Q: When is the private sector required to be compliant with AODA customer service standards?

A: The Accessible Customer Service Standard went into effect for the public sector in January 2010. The private sector became into effect follows in January 2012.

Q: What are the penalties for not complying with OHSA and its regulations?

A: The maximum penalties for a contravention of OHSA or its regulations are set out in OHSA Section 66. A successful prosecution could, for each conviction, result in:

• A fine of up to $25,000 for an individual person and/or up to 12 months imprisonment
• A fine of up to $500,000 for a corporation

Q: Can an employer in Ontario average work hours over a two week period for the purpose of calculating overtime pay?

A: An employer and an employee can agree in writing to average the employee’s hours of work over a specified period of two or more weeks for the purpose of calculating overtime pay. Under such an agreement, an employee would only qualify for overtime pay if the average hours worked per week during the averaging period exceed 44 hours.

In addition to having an averaging agreement in writing, the employer must also obtain an approval to average hours of work for overtime pay purposes from the Director of Employment Standards.

Employers who want to apply for approval to average hours of work for overtime pay purposes are required to make their application in a form provided by the Ministry of Labour. The application form is available on the Ministry’s website. For more information, please refer to the Employer’s Guide to the Application Process: Excess Hours of Work/Averaging Hours.

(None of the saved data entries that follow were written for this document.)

//! End-to-end reading sessions over in-memory ports.

use std::sync::atomic::{AtomicUsize, Ordering};
use std::sync::{Arc, Mutex};

use async_trait::async_trait;
use chrono::{DateTime, Duration, TimeZone, Utc};
use uuid::Uuid;
use vocab_reader_core::domain::{Article, DictionaryEntry, NewUnfamiliarWord, UnfamiliarWord};
use vocab_reader_core::lexicon::DatasetLexicon;
use vocab_reader_core::ports::{
    ArticleStore, CompletionRequest, DictionarySource, Lexicon, PortError, PortResult,
    TextGenerationService, UnfamiliarWordStore,
};
use vocab_reader_core::segmenter::Token;
use vocab_reader_core::session::{
    AdvanceOutcome, Clock, SessionController, SessionError, SessionServices, SessionState,
};

//=========================================================================================
// Test Doubles
//=========================================================================================

fn t0() -> DateTime<Utc> {
    Utc.with_ymd_and_hms(2024, 3, 1, 8, 30, 0).unwrap()
}

struct FixedClock(DateTime<Utc>);

impl Clock for FixedClock {
    fn now(&self) -> DateTime<Utc> {
        self.0
    }
}

struct Articles {
    article: Article,
    saved: Mutex<Vec<(String, String)>>,
    hang: bool,
}

#[async_trait]
impl ArticleStore for Articles {
    async fn get_article_by_id(&self, article_id: Uuid) -> PortResult<Article> {
        if self.hang {
            futures::future::pending::<()>().await;
        }
        if article_id == self.article.id {
            Ok(self.article.clone())
        } else {
            Err(PortError::NotFound(format!("article {article_id}")))
        }
    }

    async fn list_articles(&self) -> PortResult<Vec<Article>> {
        Ok(vec![self.article.clone()])
    }

    async fn search_articles(&self, _title_substring: &str) -> PortResult<Vec<Article>> {
        Ok(vec![self.article.clone()])
    }

    async fn save_rewritten_article(&self, title: &str, content: &str) -> PortResult<Article> {
        self.saved
            .lock()
            .unwrap()
            .push((title.to_string(), content.to_string()));
        Ok(Article {
            id: Uuid::new_v4(),
            title: title.to_string(),
            content: content.to_string(),
            created_at: t0(),
            updated_at: t0(),
        })
    }
}

#[derive(Default)]
struct Words {
    words: Mutex<Vec<UnfamiliarWord>>,
    unavailable: bool,
}

impl Words {
    fn with(words: &[&str]) -> Self {
        let words = words
            .iter()
            .map(|w| UnfamiliarWord {
                id: Uuid::new_v4(),
                word: w.to_string(),
                phonetic: None,
                definition: None,
                translation: None,
                created_at: t0(),
            })
            .collect();
        Self {
            words: Mutex::new(words),
            unavailable: false,
        }
    }
}

#[async_trait]
impl UnfamiliarWordStore for Words {
    async fn add_unfamiliar_word(&self, word: NewUnfamiliarWord) -> PortResult<bool> {
        let mut words = self.words.lock().unwrap();
        if !words.iter().any(|w| w.word == word.word) {
            words.push(UnfamiliarWord {
                id: Uuid::new_v4(),
                word: word.word,
                phonetic: word.phonetic,
                definition: word.definition,
                translation: word.translation,
                created_at: t0(),
            });
        }
        Ok(true)
    }

    async fn list_unfamiliar_words(&self) -> PortResult<Vec<UnfamiliarWord>> {
        if self.unavailable {
            return Err(PortError::upstream(None, "word store offline"));
        }
        Ok(self.words.lock().unwrap().clone())
    }

    async fn remove_unfamiliar_word(&self, word_id: Uuid) -> PortResult<bool> {
        let mut words = self.words.lock().unwrap();
        let before = words.len();
        words.retain(|w| w.id != word_id);
        Ok(words.len() != before)
    }
}

/// Replies with a fixed completion and records every request.
struct Generator {
    reply: PortResult<String>,
    calls: AtomicUsize,
    requests: Mutex<Vec<CompletionRequest>>,
}

impl Generator {
    fn replying(reply: PortResult<String>) -> Self {
        Self {
            reply,
            calls: AtomicUsize::new(0),
            requests: Mutex::new(Vec::new()),
        }
    }
}

#[async_trait]
impl TextGenerationService for Generator {
    fn lookup_model(&self) -> &str {
        "test-lookup"
    }
    fn rewrite_model(&self) -> &str {
        "test-rewrite"
    }
    fn is_configured(&self) -> bool {
        true
    }
    async fn complete(&self, request: CompletionRequest) -> PortResult<String> {
        self.calls.fetch_add(1, Ordering::SeqCst);
        self.requests.lock().unwrap().push(request);
        self.reply.clone()
    }
}

struct InlineDataset;

#[async_trait]
impl DictionarySource for InlineDataset {
    async fn load_dataset(&self) -> PortResult<String> {
        Ok("dog,dɒg,a domesticated animal,狗,noun,,,,,,,,\n".to_string())
    }
}

struct Fixture {
    articles: Arc<Articles>,
    words: Arc<Words>,
    generator: Arc<Generator>,
    controller: SessionController,
}

fn article(content: &str) -> Article {
    Article {
        id: Uuid::new_v4(),
        title: "Animals".to_string(),
        content: content.to_string(),
        created_at: t0(),
        updated_at: t0(),
    }
}

fn fixture(content: &str, words: Words, reply: PortResult<String>) -> Fixture {
    let articles = Arc::new(Articles {
        article: article(content),
        saved: Mutex::new(Vec::new()),
        hang: false,
    });
    build(articles, Arc::new(words), Arc::new(Generator::replying(reply)))
}

fn build(articles: Arc<Articles>, words: Arc<Words>, generator: Arc<Generator>) -> Fixture {
    let lexicon: Arc<dyn Lexicon> = Arc::new(DatasetLexicon::new(Arc::new(InlineDataset)));
    let services = SessionServices {
        articles: articles.clone(),
        words: words.clone(),
        lexicon,
        generator: generator.clone(),
    };
    Fixture {
        articles,
        words,
        generator,
        controller: SessionController::with_clock(services, Arc::new(FixedClock(t0()))),
    }
}

//=========================================================================================
// Scenarios
//=========================================================================================

#[tokio::test]
async fn two_sentences_are_timed_and_banded() {
    let mut fx = fixture(
        "One two three four five. Six seven eight nine ten.",
        Words::default(),
        Ok(String::new()),
    );
    let id = fx.articles.article.id;

    let text = fx.controller.load(id).await.unwrap();
    assert!(!text.rewritten);
    assert_eq!(text.sentences.len(), 2);
    assert_eq!(fx.generator.calls.load(Ordering::SeqCst), 0);

    assert_eq!(
        fx.controller.advance(t0() + Duration::milliseconds(2000)).unwrap(),
        AdvanceOutcome::Revealed {
            visible_sentence_count: 2
        }
    );
    assert_eq!(
        fx.controller.advance(t0() + Duration::milliseconds(2500)).unwrap(),
        AdvanceOutcome::AtEnd
    );
    assert!(fx.controller.can_finish());

    let summary = fx
        .controller
        .finish(t0() + Duration::milliseconds(3000))
        .unwrap()
        .clone();
    let speeds: Vec<f64> = summary
        .sentence_speeds
        .iter()
        .map(|s| s.words_per_minute)
        .collect();
    assert_eq!(speeds, vec![150.0, 300.0]);
    assert_eq!(summary.average_wpm, 225.0);
    assert_eq!(summary.unfamiliar_sentences(), vec![0]);
    assert_eq!(summary.bands.very_fast.len(), 1);
    assert_eq!(fx.controller.state().name(), "finished");
}

#[tokio::test]
async fn rewrite_marks_target_words() {
    let mut fx = fixture(
        "Cats run fast. Dogs bark loud.",
        Words::with(&["run"]),
        Ok("Cats [run] fast. Dogs bark loud.".to_string()),
    );
    let id = fx.articles.article.id;
    let phase = fx.controller.watch_state();

    let text = fx.controller.load(id).await.unwrap().clone();
    assert_eq!(*phase.borrow(), "reading");
    assert!(text.rewritten);
    assert_eq!(text.rewrite_error, None);
    assert_eq!(text.highlighted_words, vec!["run"]);
    assert_eq!(text.sentences[0].tokens[2], Token::Marked("[run]".into()));
    assert_eq!(text.sentences[0].word_count, 3);

    let requests = fx.generator.requests.lock().unwrap();
    assert_eq!(requests.len(), 1);
    assert_eq!(requests[0].model, "test-rewrite");
    assert!(requests[0].prompt.contains("uses 1 target word: run"));
    assert!(requests[0].prompt.contains("Cats run fast. Dogs bark loud."));
}

#[tokio::test]
async fn failed_rewrite_reads_the_original_and_keeps_the_error() {
    let mut fx = fixture(
        "Cats run fast. Dogs bark loud.",
        Words::with(&["run"]),
        Err(PortError::upstream(Some(429), "rate limited")),
    );
    let id = fx.articles.article.id;

    let text = fx.controller.load(id).await.unwrap();
    assert!(!text.rewritten);
    assert_eq!(text.text, "Cats run fast. Dogs bark loud.");
    assert!(matches!(
        text.rewrite_error,
        Some(PortError::Upstream {
            status: Some(429),
            ..
        })
    ));
    assert!(text.highlighted_words.is_empty());

    let err = fx.controller.save_rewritten("Copy").await.unwrap_err();
    assert!(matches!(err, PortError::Unexpected(_)));
}

#[tokio::test]
async fn unavailable_word_store_reads_without_targets() {
    let words = Words {
        unavailable: true,
        ..Words::with(&["run"])
    };
    let mut fx = fixture("Cats run fast.", words, Ok("unused".to_string()));
    let id = fx.articles.article.id;

    let text = fx.controller.load(id).await.unwrap();
    assert!(!text.rewritten);
    assert_eq!(fx.generator.calls.load(Ordering::SeqCst), 0);
}

#[tokio::test]
async fn missing_article_fails_the_load() {
    let mut fx = fixture("Cats run fast.", Words::default(), Ok(String::new()));
    let err = fx.controller.load(Uuid::new_v4()).await.unwrap_err();
    assert!(matches!(err, PortError::NotFound(_)));
    assert_eq!(fx.controller.state(), &SessionState::Loading);
}

#[tokio::test]
async fn open_popup_swallows_advance() {
    let mut fx = fixture(
        "Dogs bark. Cats purr.",
        Words::default(),
        Ok(String::new()),
    );
    let id = fx.articles.article.id;
    fx.controller.load(id).await.unwrap();

    let entry = fx.controller.lookup("Dogs!").await.unwrap().unwrap();
    assert_eq!(entry.word, "dog");
    assert_eq!(entry.translation.as_deref(), Some("狗"));
    assert_eq!(
        fx.controller.advance(t0() + Duration::seconds(1)).unwrap(),
        AdvanceOutcome::Blocked
    );

    fx.controller.close_popup();
    assert_eq!(
        fx.controller.advance(t0() + Duration::seconds(2)).unwrap(),
        AdvanceOutcome::Revealed {
            visible_sentence_count: 2
        }
    );
}

#[tokio::test]
async fn marking_a_word_twice_keeps_one_record() {
    let mut fx = fixture("Dogs bark.", Words::default(), Ok(String::new()));
    let id = fx.articles.article.id;
    fx.controller.load(id).await.unwrap();

    let entry = DictionaryEntry {
        id: "csv_0".into(),
        word: "dog".into(),
        translation: Some("狗".into()),
        ..Default::default()
    };
    assert!(fx.controller.mark_unfamiliar(&entry).await.unwrap());
    assert!(fx.controller.mark_unfamiliar(&entry).await.unwrap());
    assert_eq!(fx.words.words.lock().unwrap().len(), 1);
}

#[tokio::test]
async fn finishing_early_is_refused() {
    let mut fx = fixture("One. Two. Three.", Words::default(), Ok(String::new()));
    let id = fx.articles.article.id;
    fx.controller.load(id).await.unwrap();

    assert_eq!(
        fx.controller.finish(t0() + Duration::seconds(1)).unwrap_err(),
        SessionError::SentencesRemaining { remaining: 2 }
    );
}

#[tokio::test]
async fn advancing_before_load_is_an_invalid_transition() {
    let mut fx = fixture("One.", Words::default(), Ok(String::new()));
    assert_eq!(
        fx.controller.advance(t0()).unwrap_err(),
        SessionError::InvalidTransition {
            state: "loading",
            action: "advance"
        }
    );
}

#[tokio::test]
async fn looking_up_before_load_is_an_invalid_transition() {
    let mut fx = fixture("One.", Words::default(), Ok(String::new()));
    assert_eq!(
        fx.controller.lookup("dog").await.unwrap_err(),
        SessionError::InvalidTransition {
            state: "loading",
            action: "look up a word"
        }
    );
}

#[tokio::test]
async fn restart_clears_timings_and_returns_to_the_first_sentence() {
    let mut fx = fixture("One two. Three four.", Words::default(), Ok(String::new()));
    let id = fx.articles.article.id;
    fx.controller.load(id).await.unwrap();
    fx.controller.advance(t0() + Duration::seconds(1)).unwrap();
    fx.controller.finish(t0() + Duration::seconds(2)).unwrap();

    let restarted_at = t0() + Duration::seconds(60);
    fx.controller.restart(restarted_at).unwrap();
    match fx.controller.state() {
        SessionState::Reading {
            visible_sentence_count,
            popup_open,
            ..
        } => {
            assert_eq!(*visible_sentence_count, 1);
            assert!(!popup_open);
        }
        other => panic!("expected reading, got {}", other.name()),
    }
    let timings: Vec<_> = fx.controller.analyzer().timings().collect();
    assert_eq!(timings.len(), 1);
    assert_eq!(timings[0].display_time, restarted_at);
    assert!(!timings[0].is_complete());
}

#[tokio::test]
async fn abandoning_cancels_an_in_flight_load() {
    let articles = Arc::new(Articles {
        article: article("Never shown."),
        saved: Mutex::new(Vec::new()),
        hang: true,
    });
    let mut fx = build(
        articles.clone(),
        Arc::new(Words::default()),
        Arc::new(Generator::replying(Ok(String::new()))),
    );
    let token = fx.controller.cancellation_token();

    let (result, _) = tokio::join!(fx.controller.load(articles.article.id), async {
        tokio::task::yield_now().await;
        token.cancel();
    });
    assert_eq!(result.unwrap_err(), PortError::Cancelled);
}

#[tokio::test]
async fn saving_the_rewrite_creates_an_article() {
    let mut fx = fixture(
        "Cats run fast.",
        Words::with(&["run"]),
        Ok("Cats [run] fast.".to_string()),
    );
    let id = fx.articles.article.id;
    fx.controller.load(id).await.unwrap();

    let saved = fx.controller.save_rewritten("Animals (practice)").await.unwrap();
    assert_eq!(saved.content, "Cats [run] fast.");
    assert_eq!(fx.articles.saved.lock().unwrap().len(), 1);
}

An employer who receives an approval to average overtime pay must post a copy of the approval in the workplace where it is likely to come to the attention of the employee(s) identified in the approval and to keep it posted until it expires or is revoked and then remove it.

Q: Are all employers required to obtain WSIB coverage?

A: No, there are some employers who are exempt from mandatory WSIB coverage, such as doctors, dentists, even HR Consultants. To find out if your business is exempt, please contact the WSIB’s head office at 416-344-1000 or toll free at 1-800-387-0050. It is strongly recommended that you obtain written confirmation from WSIB stating that you are exempt.

Q: What does Ontario law say about coffee breaks?

A: An employee must not work for more than 5 hours in a row without getting a 30-minute eating period (meal break) free from work. The law does not require an employer to provide any breaks in addition to this eating period. However, if the employer does provide another type of a break, such as a coffee break, and the employee must remain at his or her workplace during the break, the employee must be paid at least the minimum wage for that time.

Q: Can employees in Ontario take time off for doctor’s appointments?

A: An employee whose employer regularly employs 50 or more employees is entitled to 10 personal emergency leave days per year. Personal Emergency leave days can be used to attend a doctor’s appointment if the appointment is because of an illness, injury or medical emergency. This leave is job-protected.

Q: Must employees produce a doctor’s note if asked for one by their employer?

A: An employer is allowed to ask an employee to provide evidence that he or she is eligible for a personal emergency leave. The employee is required to provide evidence that is reasonable in the circumstances.